O2是细胞培养的重要营养物质,通常30%的溶氧水平就能满足大多数细胞生长。对于大规模生产,细胞培养对O2的消耗速率很快,需要通过气体分布器来加强气液传质混合,常见的有:微泡分布器(微米级)和大泡分布器(毫米级),前者通过增加气泡的表面积来提高氧气传质系数(KLa),但是会在气液交界面形成一层厚厚的气泡层。后者则会需要较大的通气量,常用来通入空气排除培养基内CO2。

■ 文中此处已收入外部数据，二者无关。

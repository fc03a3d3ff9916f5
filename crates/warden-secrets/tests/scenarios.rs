// Copyright (c) 2025 Geoffrey Huntley <ghuntley@ghuntley.com>. All rights reserved.
// SPDX-License-Identifier: Proprietary

//! End-to-end vault behavior over a fully wired service stack: real
//! encryption, real SQLite storage, real audit trail.

use std::sync::Arc;

use serde_json::Map;

use warden_audit::{AuditAction, AuditFilter, AuditTrail, SqliteAuditTrail};
use warden_auth::{Permission, PermissionLevel, SecretType, User};
use warden_crypto::CryptoBox;
use warden_db::testing::create_vault_test_pool;
use warden_db::{RoleRepository, SecretRepository, ShareRepository, UserRepository};
use warden_secrets::{
	AccountManager, AuthorizationEngine, SecretStore, SecretsError, SharingManager,
};

struct Vault {
	store: SecretStore,
	authz: Arc<AuthorizationEngine>,
	sharing: SharingManager,
	accounts: AccountManager,
	audit: Arc<SqliteAuditTrail>,
}

async fn vault() -> Vault {
	let pool = create_vault_test_pool().await;
	let audit = Arc::new(SqliteAuditTrail::new(pool.clone()));
	let secrets = SecretRepository::new(pool.clone());
	let roles = RoleRepository::new(pool.clone());
	let shares = ShareRepository::new(pool.clone());
	let users = UserRepository::new(pool);

	let authz = Arc::new(AuthorizationEngine::new(
		secrets.clone(),
		roles.clone(),
		shares.clone(),
		audit.clone(),
	));
	let store = SecretStore::new(
		Arc::new(CryptoBox::new("scenario key material").unwrap()),
		secrets.clone(),
		shares.clone(),
		authz.clone(),
		audit.clone(),
	);
	let sharing = SharingManager::new(secrets, shares, users.clone(), audit.clone());
	let accounts = AccountManager::new(users, roles, audit.clone());

	Vault {
		store,
		authz,
		sharing,
		accounts,
		audit,
	}
}

async fn register(vault: &Vault, username: &str) -> User {
	vault
		.accounts
		.register_user(username, &format!("{username}@example.com"), "long enough pw")
		.await
		.unwrap()
}

fn no_meta() -> Map<String, serde_json::Value> {
	Map::new()
}

#[tokio::test]
async fn personal_secret_is_invisible_to_strangers() {
	let v = vault().await;
	let a = register(&v, "alice").await;
	let b = register(&v, "bob").await;

	let handle = v
		.store
		.create("notes", b"hello", a.id, &no_meta(), SecretType::Personal)
		.await
		.unwrap();
	assert_eq!(handle.version, 1);

	let view = v.store.get("notes", a.id, None).await.unwrap();
	assert_eq!(&view.value[..], b"hello");
	assert_eq!(view.version, 1);

	assert!(matches!(
		v.store.get("notes", b.id, None).await,
		Err(SecretsError::Unauthorized)
	));
}

#[tokio::test]
async fn read_only_share_grants_read_but_not_write() {
	let v = vault().await;
	let a = register(&v, "alice").await;
	let b = register(&v, "bob").await;

	v.store
		.create("notes", b"hello", a.id, &no_meta(), SecretType::Personal)
		.await
		.unwrap();
	v.sharing
		.share("notes", a.id, "bob", PermissionLevel::ReadOnly, None)
		.await
		.unwrap();

	let view = v.store.get("notes", b.id, None).await.unwrap();
	assert_eq!(&view.value[..], b"hello");
	let info = view.share.expect("share annotation");
	assert_eq!(info.shared_by, a.id);
	assert_eq!(info.level, PermissionLevel::ReadOnly);

	assert!(matches!(
		v.store.update("notes", b"x", b.id, &no_meta()).await,
		Err(SecretsError::Unauthorized)
	));
}

#[tokio::test]
async fn updates_version_and_history_stays_reachable() {
	let v = vault().await;
	let a = register(&v, "alice").await;

	v.store
		.create("notes", b"hello", a.id, &no_meta(), SecretType::Personal)
		.await
		.unwrap();
	let updated = v
		.store
		.update("notes", b"world", a.id, &no_meta())
		.await
		.unwrap();
	assert_eq!(updated.version, 2);

	let versions = v.store.get_versions("notes", a.id).await.unwrap();
	assert_eq!(
		versions.iter().map(|s| s.version).collect::<Vec<_>>(),
		vec![2, 1]
	);

	let pinned = v.store.get("notes", a.id, Some(1)).await.unwrap();
	assert_eq!(&pinned.value[..], b"hello");
	let latest = v.store.get("notes", a.id, None).await.unwrap();
	assert_eq!(&latest.value[..], b"world");
}

#[tokio::test]
async fn path_scoped_role_bounds_what_a_user_may_create() {
	let v = vault().await;
	let c = register(&v, "carol").await;

	v.authz
		.create_path_role(
			c.id,
			"dev",
			vec![Permission::Read, Permission::Write],
			"api/dev/*",
		)
		.await
		.unwrap();

	v.store
		.create("api/dev/key1", b"dev pw", c.id, &no_meta(), SecretType::RoleBased)
		.await
		.unwrap();
	let view = v.store.get("api/dev/key1", c.id, None).await.unwrap();
	assert_eq!(&view.value[..], b"dev pw");

	assert!(matches!(
		v.store
			.create("api/prod/key1", b"prod pw", c.id, &no_meta(), SecretType::RoleBased)
			.await,
		Err(SecretsError::Unauthorized)
	));
}

#[tokio::test]
async fn delete_hides_every_version_and_listing() {
	let v = vault().await;
	let a = register(&v, "alice").await;

	v.store
		.create("notes", b"hello", a.id, &no_meta(), SecretType::Personal)
		.await
		.unwrap();
	v.store
		.update("notes", b"world", a.id, &no_meta())
		.await
		.unwrap();

	assert_eq!(v.store.delete("notes", a.id).await.unwrap(), 2);

	assert!(matches!(
		v.store.get("notes", a.id, None).await,
		Err(SecretsError::NotFound)
	));
	assert!(matches!(
		v.store.get("notes", a.id, Some(1)).await,
		Err(SecretsError::NotFound)
	));
	assert!(v
		.store
		.list(a.id, None, None)
		.await
		.unwrap()
		.iter()
		.all(|s| s.key != "notes"));
}

#[tokio::test]
async fn purging_everything_resets_statistics() {
	let v = vault().await;
	let a = register(&v, "alice").await;

	v.store
		.create("notes", b"hello", a.id, &no_meta(), SecretType::Personal)
		.await
		.unwrap();
	v.store.get("notes", a.id, None).await.unwrap();

	let before = v.audit.statistics(None, None).await.unwrap();
	assert!(before.total_logs >= 2);

	let purged = v.audit.purge_older_than(0).await.unwrap();
	assert_eq!(purged, before.total_logs as u64);

	// Only the purge's own entry, appended after the sweep, remains.
	let after = v.audit.statistics(None, None).await.unwrap();
	assert_eq!(after.total_logs, 1);
	assert_eq!(after.actions.get(&AuditAction::PurgeLogs), Some(&1));
}

#[tokio::test]
async fn every_operation_leaves_exactly_one_audit_entry() {
	let v = vault().await;
	let a = register(&v, "alice").await;
	let b = register(&v, "bob").await;

	v.store
		.create("notes", b"hello", a.id, &no_meta(), SecretType::Personal)
		.await
		.unwrap();
	v.store.get("notes", a.id, None).await.unwrap();
	let _ = v.store.get("notes", b.id, None).await; // denied
	let _ = v.store.get("ghost", a.id, None).await; // not found
	v.store
		.update("notes", b"world", a.id, &no_meta())
		.await
		.unwrap();
	v.sharing
		.share("notes", a.id, "bob", PermissionLevel::Editable, None)
		.await
		.unwrap();
	v.sharing.revoke("notes", a.id, "bob").await.unwrap();
	v.store.delete("notes", a.id).await.unwrap();
	v.store.list(a.id, None, None).await.unwrap();

	let entries = v
		.audit
		.query(&AuditFilter::default(), Some(100), None)
		.await
		.unwrap();
	assert_eq!(entries.len(), 9);

	let count = |action: AuditAction| entries.iter().filter(|e| e.action == action).count();
	assert_eq!(count(AuditAction::Create), 1);
	assert_eq!(count(AuditAction::Read), 3);
	assert_eq!(count(AuditAction::Update), 1);
	assert_eq!(count(AuditAction::SecretShare), 1);
	assert_eq!(count(AuditAction::SecretRevoke), 1);
	assert_eq!(count(AuditAction::Delete), 1);
	assert_eq!(count(AuditAction::List), 1);

	let denied = entries
		.iter()
		.find(|e| e.action == AuditAction::Read && e.user_id == Some(b.id))
		.unwrap();
	assert_eq!(denied.metadata["outcome"], "failure");
	assert_eq!(denied.metadata["error"], "unauthorized");
}

#[tokio::test]
async fn admin_sees_and_reaches_everything() {
	let v = vault().await;
	let a = register(&v, "alice").await;
	let op = register(&v, "operator").await;

	v.store
		.create("alice/diary", b"dear diary", a.id, &no_meta(), SecretType::Personal)
		.await
		.unwrap();
	v.authz
		.create_path_role(op.id, "ops", vec![Permission::Admin], "*")
		.await
		.unwrap();

	let view = v.store.get("alice/diary", op.id, None).await.unwrap();
	assert_eq!(&view.value[..], b"dear diary");

	let listing = v.store.list(op.id, None, None).await.unwrap();
	assert!(listing.iter().any(|s| s.key == "alice/diary"));
}

#[tokio::test]
async fn expired_share_denies_while_fresh_share_works() {
	let v = vault().await;
	let a = register(&v, "alice").await;
	let b = register(&v, "bob").await;

	v.store
		.create("notes", b"hello", a.id, &no_meta(), SecretType::Personal)
		.await
		.unwrap();

	let past = chrono::Utc::now() - chrono::Duration::minutes(5);
	v.sharing
		.share("notes", a.id, "bob", PermissionLevel::ReadOnly, Some(past))
		.await
		.unwrap();
	assert!(matches!(
		v.store.get("notes", b.id, None).await,
		Err(SecretsError::Unauthorized)
	));

	let future = chrono::Utc::now() + chrono::Duration::hours(1);
	v.sharing
		.share("notes", a.id, "bob", PermissionLevel::ReadOnly, Some(future))
		.await
		.unwrap();
	assert!(v.store.get("notes", b.id, None).await.is_ok());
}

随着反应器体积增加,混合时间明显增加,反应器内溶氧水平呈现梯度化分布。通过溶氧水平的振荡性改变来模拟大规模培养过程中可能存在的溶氧梯度化分布。结果表明,振荡性改变溶氧水平会明显降低细胞生长速率、最高细胞密度以及细胞活力。

2.3   CO2排除

CO2排除是反应器放大的另外一个难题。由于动物细胞的呼吸熵约为1,即细胞每消耗一分子O2便产生一分子CO2,同时培养基中CO2的溶解度远高于O2,使得反应器内CO2可以短时间内大量积累。当反应器内CO2浓度达到15-20%时,就会对细胞产生毒害作用,也会对糖基化产生影响。因此,细胞培养基中常用NaHCO3作为缓冲体系。研究表明,发现增大深层通气量或者使用大泡分布器可以显著降低CO2,而改变搅拌转速或表层通气对降低CO2影响很小。

 

2.4  PH控制

PH作为一个重要工艺控制参数,直接影响细胞正常生长以及抗体糖基化水平。细胞培养过程中产生的乳酸和CO2会使得PH迅速下降,因而需要通过补碱(如NaHCO3等)进行控制PH。随着反应器放大,混合时间也逐渐增加,碱液的补加也会造成局部PH过高,进而导致细胞裂解。因此,大规模生产碱液补加位置的选择非常重要,同时选择低浓度碱液补加。此外,可以采用NaCO3代替NaHCO3,不仅可以降低渗透压的增加,还可以显著降低CO2。

2.5  补料培养基流加

培养基的流加应该注意位置和浓度。流加培养基的浓度通常较高,短时间内会造成局部营养物质过剩,进而对细胞代谢状态产生影响。

3  结语

随着细胞株构建技术及培养基开发技术的迅速发展,使得细胞密度和抗体产量大幅度提高,对大规模细胞培养提出了严峻的挑战。由于反应器放大的主要依据仍存在一些争议,例如经验性、叶尖速率、单位体积搅拌功率、单位体积空气流量、Kla等放大原则的适宜性等。需深入探讨反应器内部剪切力对细胞培养的影响机制,同时借助计算机流体力学技术模拟反应器内部流场分布及混合效果,使反应器放大工艺更加有理论科学依据;同时需要考虑细胞株、培养工艺、反应器个性差异,每个项目的具体限制因素不同,总结出最合适的反应器放大策略。